Our oldest son has been helped immensely by Irlen filters. His fourth grade year at Regent was the school's first in the old Higher Dimensions facility. The walls were painted bright white, the fluorescent lights were very bright, and there was sunlight, too. The combination gave him severe headaches, and there were many days when he had to come home early. He loved to read, but he preferred to do so in dim light. (Of course, we wouldn't let him read in the dark because it was bad for his eyes.) Grid paper and sheet music were particularly problematic for him.

He had a number of medical and ophthalmological tests, including an MRI, trying to figure out the source of the headaches. Everything appeared to be normal. Contrary to occasional parental suspicions, there was something between his ears. :)

Wearing Irlen lenses and a FedoraMy wife remembered that her sister had had trouble filling in the bubbles on standardized tests, and that the use of a translucent pink overlay sheet had helped immensely. My wife found out about the Irlen Institute started working with a diagnostician to find a color that would help him. A dark shade of purple seemed to work best, and so he began using purple overlays to read text and to photocopy assignments and music onto purple paper. Wearing hats helped, too, by shading his eyes. (Hats have become his trademark.)

After finding a tint that seemed to work, he was fitted for glasses with Irlen filter lenses -- no optical correction, just tint. Direct light leaking around the sides continued to be a problem, so we found some wraparound frames that keep the stray light out. He doesn't need them all the time, but they're a must for working with music or doing schoolwork.

What's happening here is a visual processing problem that's aggravated by certain parts of the visible spectrum. The problem is not in the eyes -- it's not optical in nature -- but in the visual processing portion of the brain. Filtering out the offending wavelengths makes the letters look to him they way they do to the rest of us. He no longer has to strain to read and write, and the headaches have gone away.

Irlen lenses have been helpful to people with dyslexia, other reading problems, writing difficulties, and headaches related to bright light.

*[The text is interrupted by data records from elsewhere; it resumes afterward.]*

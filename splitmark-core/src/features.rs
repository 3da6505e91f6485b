//! Paragraph feature extraction

use std::sync::OnceLock;

use regex::Regex;

use crate::language::RuleBook;
use crate::types::{FeatureRecord, LanguageHint, Paragraph, StyleTag};

/// Bullet or numbered list opener at the start of a paragraph
fn list_marker() -> &'static Regex {
    static LIST_MARKER: OnceLock<Regex> = OnceLock::new();
    LIST_MARKER.get_or_init(|| {
        Regex::new(r"^(?:\d+[.)]|[•\-*])").expect("list marker pattern is valid")
    })
}

/// Derive the features the scorer and detector need for one paragraph
pub fn extract_features(
    paragraph: &Paragraph,
    rules: &RuleBook,
    dominance_threshold: f64,
) -> FeatureRecord {
    let text = paragraph.text.as_str();
    let char_length = paragraph.char_len();

    FeatureRecord {
        is_heading: paragraph.style_tag == StyleTag::Heading,
        ends_with_sentence_terminator: rules.ends_with_terminator(text),
        char_length,
        is_empty: char_length == 0,
        language_hint: language_hint(text, dominance_threshold),
        is_list_item: is_list_item(text),
    }
}

/// Whether the paragraph opens with a bullet or an item number
pub fn is_list_item(text: &str) -> bool {
    list_marker().is_match(text.trim_start())
}

/// Dominant script of `text`
///
/// Only CJK characters and Latin letters are counted. A class dominates
/// when its share of the counted characters exceeds `threshold`.
pub fn language_hint(text: &str, threshold: f64) -> LanguageHint {
    let (mut cjk, mut latin) = (0usize, 0usize);
    for ch in text.chars() {
        if is_cjk(ch) {
            cjk += 1;
        } else if is_latin_letter(ch) {
            latin += 1;
        }
    }

    let total = cjk + latin;
    if total == 0 {
        return LanguageHint::Mixed;
    }

    let total = total as f64;
    if cjk as f64 / total > threshold {
        LanguageHint::Cjk
    } else if latin as f64 / total > threshold {
        LanguageHint::Latin
    } else {
        LanguageHint::Mixed
    }
}

#[inline]
fn is_cjk(ch: char) -> bool {
    matches!(ch,
        '\u{3000}'..='\u{303F}'     // CJK symbols and punctuation
        | '\u{3040}'..='\u{309F}'   // Hiragana
        | '\u{30A0}'..='\u{30FF}'   // Katakana
        | '\u{3400}'..='\u{4DBF}'   // Extension A
        | '\u{4E00}'..='\u{9FFF}'   // Unified ideographs
        | '\u{AC00}'..='\u{D7AF}'   // Hangul syllables
        | '\u{F900}'..='\u{FAFF}'   // Compatibility ideographs
        | '\u{FF00}'..='\u{FFEF}'   // Half/full-width forms
    )
}

#[inline]
fn is_latin_letter(ch: char) -> bool {
    ch.is_ascii_alphabetic()
        || (matches!(ch, '\u{00C0}'..='\u{024F}') && ch != '\u{00D7}' && ch != '\u{00F7}')
}
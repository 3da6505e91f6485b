//! Configuration structures and validation
//!
//! This module defines the TOML schema for sentence rule tables.

use std::collections::HashMap;

use serde::{Deserialize, Serialize};

/// Root rule table configuration
#[derive(Debug, Clone, Serialize, Deserialize)]
pub struct RuleTableConfig {
    pub metadata: Metadata,
    pub terminators: Terminators,
    #[serde(default)]
    pub closers: Closers,
    #[serde(default)]
    pub abbreviations: Abbreviations,
}

/// Table metadata
#[derive(Debug, Clone, Serialize, Deserialize)]
pub struct Metadata {
    pub code: String,
    pub name: String,
}

/// Terminator configuration
#[derive(Debug, Clone, Serialize, Deserialize)]
pub struct Terminators {
    pub chars: Vec<char>,
    #[serde(default)]
    pub clause_stops: Vec<char>,
    #[serde(default)]
    pub require_following_space: bool,
}

/// Closing quotes and brackets that may trail a terminator
#[derive(Debug, Clone, Default, Serialize, Deserialize)]
pub struct Closers {
    #[serde(default)]
    pub chars: Vec<char>,
}

/// Abbreviation configuration
#[derive(Debug, Clone, Default, Serialize, Deserialize)]
pub struct Abbreviations {
    #[serde(flatten)]
    pub categories: HashMap<String, Vec<String>>,
}

impl RuleTableConfig {
    /// Validate configuration
    pub(crate) fn validate(&self) -> Result<(), String> {
        if self.metadata.code.is_empty() {
            return Err("Rule table code must not be empty".to_string());
        }

        if self.terminators.chars.is_empty() {
            return Err("No terminator characters defined".to_string());
        }

        if let Some(ch) = self
            .closers
            .chars
            .iter()
            .find(|ch| self.terminators.chars.contains(ch))
        {
            return Err(format!("'{ch}' is both a terminator and a closer"));
        }

        Ok(())
    }
}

If you've had these sorts of problems or know someone who has, visit the Irlen Institute website to learn more, and, if you can, come to tonight's informational session at the Tulsa Airport La Quinta, 123 N. 67th East Ave.

MORE: Here's an ABC News video about Irlen.

And this Salt Lake City news report shows some examples of ways black on white text appears to Irlen syndrome sufferers:

STILL MORE: This critical blog entry attacking Irlen lenses drew many testimonials from people who have benefited from using colored lenses and overlays and from parents of those who have benefited. As several responses point out, Irlen lenses don't cure dyslexia, but they remove a significant barrier to learning to read -- words seeming to shift, whirl, dance, blur, or fade from the page. In my son's case, he has never had difficulty reading fluently and voraciously, as long as he could read in subdued light.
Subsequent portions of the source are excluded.